In the second section – The Nature of Fear – we study more closely who our enemy is. As if we’re placing figures onto the battle plan, we encounter the ‘fear family’ of worry, anxiety, stress and depression. After all, once we get to know our enemy, we can start to know our self.
The third section – The Nature of Us – is all about getting to know our self and our own capabilities, so that in a hundred battles we shall never be in peril. This involves us unpacking the basic paradox of acting: i.e. how can we be fully engrossed in the role while at the same time being attentive to all the technical stuff? As actors, we need this level of ‘dual consciousness’: indeed, we can’t do our work without it. We have to be able to lose ourselves in the passionate kiss with Antony, whilst also making sure that we’re in the light, that we’re facing downstage, and that our Cleopatra headdress doesn’t fall off. Yet when stage fright hits us, it’s like an ambush. It can take us by surprise and with such a force, that our consciousness is no longer dual: instead, it shatters into a thousand shards. So in The Nature of Us, we look at what consciousness really means, in terms of who are we, and what makes us who we are. Then we may be able to understand what’s happening when our consciousness fragments during stage fright.

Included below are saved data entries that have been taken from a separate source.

//! Search bounds and cooperative cancellation.
//!
//! The backtracking search is exponential in the worst case, so every run
//! carries a step bound (backtracks) and an optional wall-clock bound.
//! The clock is sampled every [`CLOCK_CHECK_INTERVAL`] iterations to keep
//! `Instant::now` off the hot path.

use std::sync::atomic::{AtomicBool, Ordering};
use std::sync::Arc;
use std::time::{Duration, Instant};

use crate::config::SchedulerConfig;

/// Search iterations between two wall-clock checks.
pub const CLOCK_CHECK_INTERVAL: u64 = 256;

/// Shared flag used to stop a run from another thread.
///
/// Clones share the same flag. The scheduler polls it once per search step.
///
/// # Example
/// ```
/// use u_timetable::scheduler::CancellationToken;
///
/// let token = CancellationToken::new();
/// let handle = token.clone();
/// handle.cancel();
/// assert!(token.is_cancelled());
/// ```
#[derive(Debug, Clone, Default)]
pub struct CancellationToken {
    flag: Arc<AtomicBool>,
}

impl CancellationToken {
    /// Creates a token that is not cancelled.
    pub fn new() -> Self {
        Self::default()
    }

    /// Requests cancellation of every run observing this token.
    pub fn cancel(&self) {
        self.flag.store(true, Ordering::Relaxed);
    }

    pub fn is_cancelled(&self) -> bool {
        self.flag.load(Ordering::Relaxed)
    }
}

/// Which bound stopped the search.
#[derive(Debug, Clone, Copy, PartialEq, Eq)]
pub enum BudgetLimit {
    Backtracks,
    Time,
}

/// Step and time accounting for one run.
#[derive(Debug, Clone)]
pub struct SearchBudget {
    max_backtracks: u64,
    time_limit: Option<Duration>,
    started: Instant,
    backtracks: u64,
    iterations: u64,
}

impl SearchBudget {
    /// Starts the clock.
    pub fn new(max_backtracks: u64, time_limit: Option<Duration>) -> Self {
        Self {
            max_backtracks,
            time_limit,
            started: Instant::now(),
            backtracks: 0,
            iterations: 0,
        }
    }

    /// Budget taken from a scheduler configuration.
    pub fn from_config(config: &SchedulerConfig) -> Self {
        Self::new(config.max_backtracks, config.time_limit())
    }

    /// Counts one search iteration and reports whether a bound is reached.
    pub fn tick(&mut self) -> Option<BudgetLimit> {
        self.iterations += 1;
        if self.backtracks > self.max_backtracks {
            return Some(BudgetLimit::Backtracks);
        }
        if let Some(limit) = self.time_limit {
            if self.iterations % CLOCK_CHECK_INTERVAL == 0 && self.started.elapsed() >= limit {
                return Some(BudgetLimit::Time);
            }
        }
        None
    }

    /// Counts one backtrack step.
    pub fn record_backtrack(&mut self) {
        self.backtracks += 1;
    }

    pub fn backtracks(&self) -> u64 {
        self.backtracks
    }

    pub fn iterations(&self) -> u64 {
        self.iterations
    }

    /// Time since the budget was created.
    pub fn elapsed(&self) -> Duration {
        self.started.elapsed()
    }
}

#[cfg(test)]
mod tests {
    use super::*;

    #[test]
    fn test_token_shared_between_clones() {
        let token = CancellationToken::new();
        let other = token.clone();
        assert!(!other.is_cancelled());
        token.cancel();
        assert!(other.is_cancelled());
    }

    #[test]
    fn test_backtrack_limit() {
        let mut budget = SearchBudget::new(2, None);
        assert_eq!(budget.tick(), None);
        budget.record_backtrack();
        budget.record_backtrack();
        assert_eq!(budget.tick(), None);
        budget.record_backtrack();
        assert_eq!(budget.tick(), Some(BudgetLimit::Backtracks));
        assert_eq!(budget.backtracks(), 3);
        assert_eq!(budget.iterations(), 3);
    }

    #[test]
    fn test_time_limit() {
        let mut budget = SearchBudget::new(u64::MAX, Some(Duration::ZERO));
        let hit = (0..CLOCK_CHECK_INTERVAL).filter_map(|_| budget.tick()).next();
        assert_eq!(hit, Some(BudgetLimit::Time));
    }

    #[test]
    fn test_from_config() {
        let config = SchedulerConfig::default().with_max_backtracks(0);
        let mut budget = SearchBudget::from_config(&config);
        assert_eq!(budget.tick(), None);
        budget.record_backtrack();
        assert_eq!(budget.tick(), Some(BudgetLimit::Backtracks));
    }
}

The very thought of facing our stage fright can be daunting. Human beings are complex and there’s a lot in this chapter to understand. So we’ll end the chapter with a note on courage. In fact, we focus on two people whose courage turned their stage fright into something that could benefit us all: the pioneering actor-trainers, Konstantin Stanislavsky and Lee Strasberg.

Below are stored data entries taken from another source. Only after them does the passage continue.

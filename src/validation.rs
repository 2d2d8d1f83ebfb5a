//! Input validation for timetable problems.
//!
//! Checks structural integrity of classes, curricula, faculty, rooms and
//! the time grid before any search starts. Detects:
//! - Duplicate or empty IDs
//! - Curricula and preferences that reference unknown classes
//! - Classes with nothing to schedule
//! - Durations outside 1..=4 slots and weekly hours that do not divide
//! - Empty, oversized or time-inconsistent grids
//! - Unavailability entries outside the grid
//!
//! All findings are collected; validation does not stop at the first one.
//! Whether a well-formed problem can actually be solved (e.g. a subject
//! nobody can teach) is decided by the scheduler, not here.

use std::collections::HashSet;

use crate::models::{
    SlotKind, SlotRef, TimetableInput, MAX_DURATION_SLOTS, MAX_LECTURES_PER_DAY,
    MIN_DURATION_SLOTS,
};

/// Validation result.
pub type ValidationResult = Result<(), Vec<ValidationError>>;

/// A validation error.
#[derive(Debug, Clone, PartialEq, thiserror::Error)]
#[error("{message}")]
pub struct ValidationError {
    /// Error category.
    pub kind: ValidationErrorKind,
    /// Human-readable description.
    pub message: String,
}

/// Categories of validation errors.
#[derive(Debug, Clone, PartialEq, Eq)]
pub enum ValidationErrorKind {
    /// Two entities share the same ID.
    DuplicateId,
    /// An entity has an empty ID.
    MissingId,
    /// A curriculum or preference references a class that doesn't exist.
    UnknownClass,
    /// A class has no subject with weekly hours.
    EmptyCurriculum,
    /// A subject span is outside the allowed range.
    InvalidDuration,
    /// Weekly hours are not a whole number of occurrences.
    HoursNotDivisible,
    /// The grid contains no lecture slot.
    NoLectureSlots,
    /// The grid contains more lecture slots than can be tracked.
    TooManyLectures,
    /// A grid slot ends before it starts or overlaps its predecessor.
    InvalidTimeRange,
    /// An unavailability entry points outside the grid.
    SlotOutOfRange,
}

impl ValidationError {
    /// Creates a validation error.
    pub fn new(kind: ValidationErrorKind, message: impl Into<String>) -> Self {
        Self {
            kind,
            message: message.into(),
        }
    }
}

/// Validates the input snapshot of a scheduling run.
///
/// # Returns
/// `Ok(())` if all checks pass, `Err(errors)` with all detected issues.
pub fn validate_input(input: &TimetableInput) -> ValidationResult {
    let mut errors = Vec::new();

    let lectures = validate_grid(input, &mut errors);

    // Classes
    let mut class_ids = HashSet::new();
    for class in &input.classes {
        if class.id.trim().is_empty() {
            errors.push(ValidationError::new(
                ValidationErrorKind::MissingId,
                "Class group with empty ID",
            ));
        } else if !class_ids.insert(class.id.as_str()) {
            errors.push(ValidationError::new(
                ValidationErrorKind::DuplicateId,
                format!("Duplicate class ID: {}", class.id),
            ));
        }
    }

    // Curricula
    for (class_id, subjects) in &input.curriculum {
        if !class_ids.contains(class_id.as_str()) {
            errors.push(ValidationError::new(
                ValidationErrorKind::UnknownClass,
                format!("Curriculum references unknown class '{class_id}'"),
            ));
        }

        let mut names = HashSet::new();
        for subject in subjects {
            if subject.name.trim().is_empty() {
                errors.push(ValidationError::new(
                    ValidationErrorKind::MissingId,
                    format!("Class '{class_id}' has a subject with an empty name"),
                ));
                continue;
            }
            if !names.insert(subject.name.to_lowercase()) {
                errors.push(ValidationError::new(
                    ValidationErrorKind::DuplicateId,
                    format!("Duplicate subject '{}' in class '{class_id}'", subject.name),
                ));
            }

            let duration = subject.resolved_duration();
            if !(MIN_DURATION_SLOTS..=MAX_DURATION_SLOTS).contains(&duration) {
                errors.push(ValidationError::new(
                    ValidationErrorKind::InvalidDuration,
                    format!(
                        "Subject '{}' of class '{class_id}' spans {duration} slots \
                         (allowed {MIN_DURATION_SLOTS}..={MAX_DURATION_SLOTS})",
                        subject.name
                    ),
                ));
            } else if subject.weekly_hours % u32::from(duration) != 0 {
                errors.push(ValidationError::new(
                    ValidationErrorKind::HoursNotDivisible,
                    format!(
                        "Subject '{}' of class '{class_id}' needs {} hours/week, \
                         not a multiple of its {duration}-slot duration",
                        subject.name, subject.weekly_hours
                    ),
                ));
            }
        }
    }

    for class in &input.classes {
        let has_work = input
            .curriculum
            .get(&class.id)
            .map(|subjects| subjects.iter().any(|s| s.weekly_hours > 0))
            .unwrap_or(false);
        if !has_work {
            errors.push(ValidationError::new(
                ValidationErrorKind::EmptyCurriculum,
                format!("Class '{}' has no lectures configured", class.id),
            ));
        }
    }

    // Faculty
    let mut faculty_ids = HashSet::new();
    for faculty in &input.faculty {
        if faculty.short.trim().is_empty() {
            errors.push(ValidationError::new(
                ValidationErrorKind::MissingId,
                format!("Faculty '{}' has an empty short code", faculty.name),
            ));
        } else if !faculty_ids.insert(faculty.short.to_lowercase()) {
            errors.push(ValidationError::new(
                ValidationErrorKind::DuplicateId,
                format!("Duplicate faculty short code: {}", faculty.short),
            ));
        }

        for class_id in faculty.preferences.keys() {
            if !class_ids.contains(class_id.as_str()) {
                errors.push(ValidationError::new(
                    ValidationErrorKind::UnknownClass,
                    format!(
                        "Faculty '{}' has preferences for unknown class '{class_id}'",
                        faculty.short
                    ),
                ));
            }
        }

        check_slots(&faculty.unavailable, lectures, &faculty.short, &mut errors);
    }

    // Rooms
    let mut room_ids = HashSet::new();
    for room in &input.rooms {
        if room.id.trim().is_empty() {
            errors.push(ValidationError::new(
                ValidationErrorKind::MissingId,
                "Room with empty ID",
            ));
        } else if !room_ids.insert(room.id.as_str()) {
            errors.push(ValidationError::new(
                ValidationErrorKind::DuplicateId,
                format!("Duplicate room ID: {}", room.id),
            ));
        }
        check_slots(&room.unavailable, lectures, &room.id, &mut errors);
    }

    if errors.is_empty() {
        Ok(())
    } else {
        Err(errors)
    }
}

/// Checks the grid and returns its lecture count.
fn validate_grid(input: &TimetableInput, errors: &mut Vec<ValidationError>) -> usize {
    let lectures = input.grid.lecture_count();
    if lectures == 0 {
        errors.push(ValidationError::new(
            ValidationErrorKind::NoLectureSlots,
            "Time grid has no lecture slots",
        ));
    } else if lectures > MAX_LECTURES_PER_DAY {
        errors.push(ValidationError::new(
            ValidationErrorKind::TooManyLectures,
            format!("Time grid has {lectures} lecture slots (max {MAX_LECTURES_PER_DAY})"),
        ));
    }

    let mut previous_end = None;
    for (i, slot) in input.grid.slots.iter().enumerate() {
        if slot.end <= slot.start {
            errors.push(ValidationError::new(
                ValidationErrorKind::InvalidTimeRange,
                format!(
                    "Grid slot {} ({}) ends at {} before it starts at {}",
                    i + 1,
                    match slot.kind {
                        SlotKind::Lecture => "lecture",
                        SlotKind::Break => "break",
                    },
                    slot.end,
                    slot.start
                ),
            ));
        }
        if let Some(end) = previous_end {
            if slot.start < end {
                errors.push(ValidationError::new(
                    ValidationErrorKind::InvalidTimeRange,
                    format!("Grid slot {} starts at {} before the previous one ends", i + 1, slot.start),
                ));
            }
        }
        previous_end = Some(slot.end);
    }

    lectures
}

fn check_slots(slots: &[SlotRef], lectures: usize, owner: &str, errors: &mut Vec<ValidationError>) {
    for slot in slots {
        if slot.lecture >= lectures {
            errors.push(ValidationError::new(
                ValidationErrorKind::SlotOutOfRange,
                format!(
                    "'{owner}' marks {} L{} unavailable, but the grid has {lectures} lectures",
                    slot.day,
                    slot.lecture + 1
                ),
            ));
        }
    }
}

By the end of this chapter, we should have some clear knowledge about how the enemy operates, who exactly they are, and who we are as their opponents. We’ll then be in a stronger position with the following chapters to create some strategies for facing the fear and embracing the foe.
Assessment 1: A Bird’s Eye View
of the Processes of Stage Fright
Our first battle tactic is to recognise the two ways in which our stage fright manifests itself: physiologically and psychologically.
Physiological manifestations of stage fright
It’s not difficult to recognise when our body is suffering an attack of stage fright. Our muscles tense. Our knees tremble. Our heart pounds. Our hands grow clammy. Butterflies batter about our stomach and we think we need the loo. Then out we go onto the stage – and just when we need our spittle to speak, our mouth dries up like the Sahara Desert. We suddenly feel light-headed, maybe even to the point of vertigo. In fact, when Anthony Sher was playing Iago in Japan for the Royal Shakespeare Company, he suffered ‘small but alarming losses of balance’ which threatened to tip him off the stage and he thought he was in an earthquake!19
All these physiological gymnastics are the body adapting to what it knows to be an important situation. The trouble is that our body doesn’t actually need to do all that preparation: it’s out of kilter with the task in hand. After all, it’s not an earthquake and we’re not really under attack. And what happens when our physiological response is out of kilter is that we find it hard to concentrate on what we’re supposed to be doing. Indeed, fractured concentration is a large part of the other incarnation of stage fright: the psychological manifestation.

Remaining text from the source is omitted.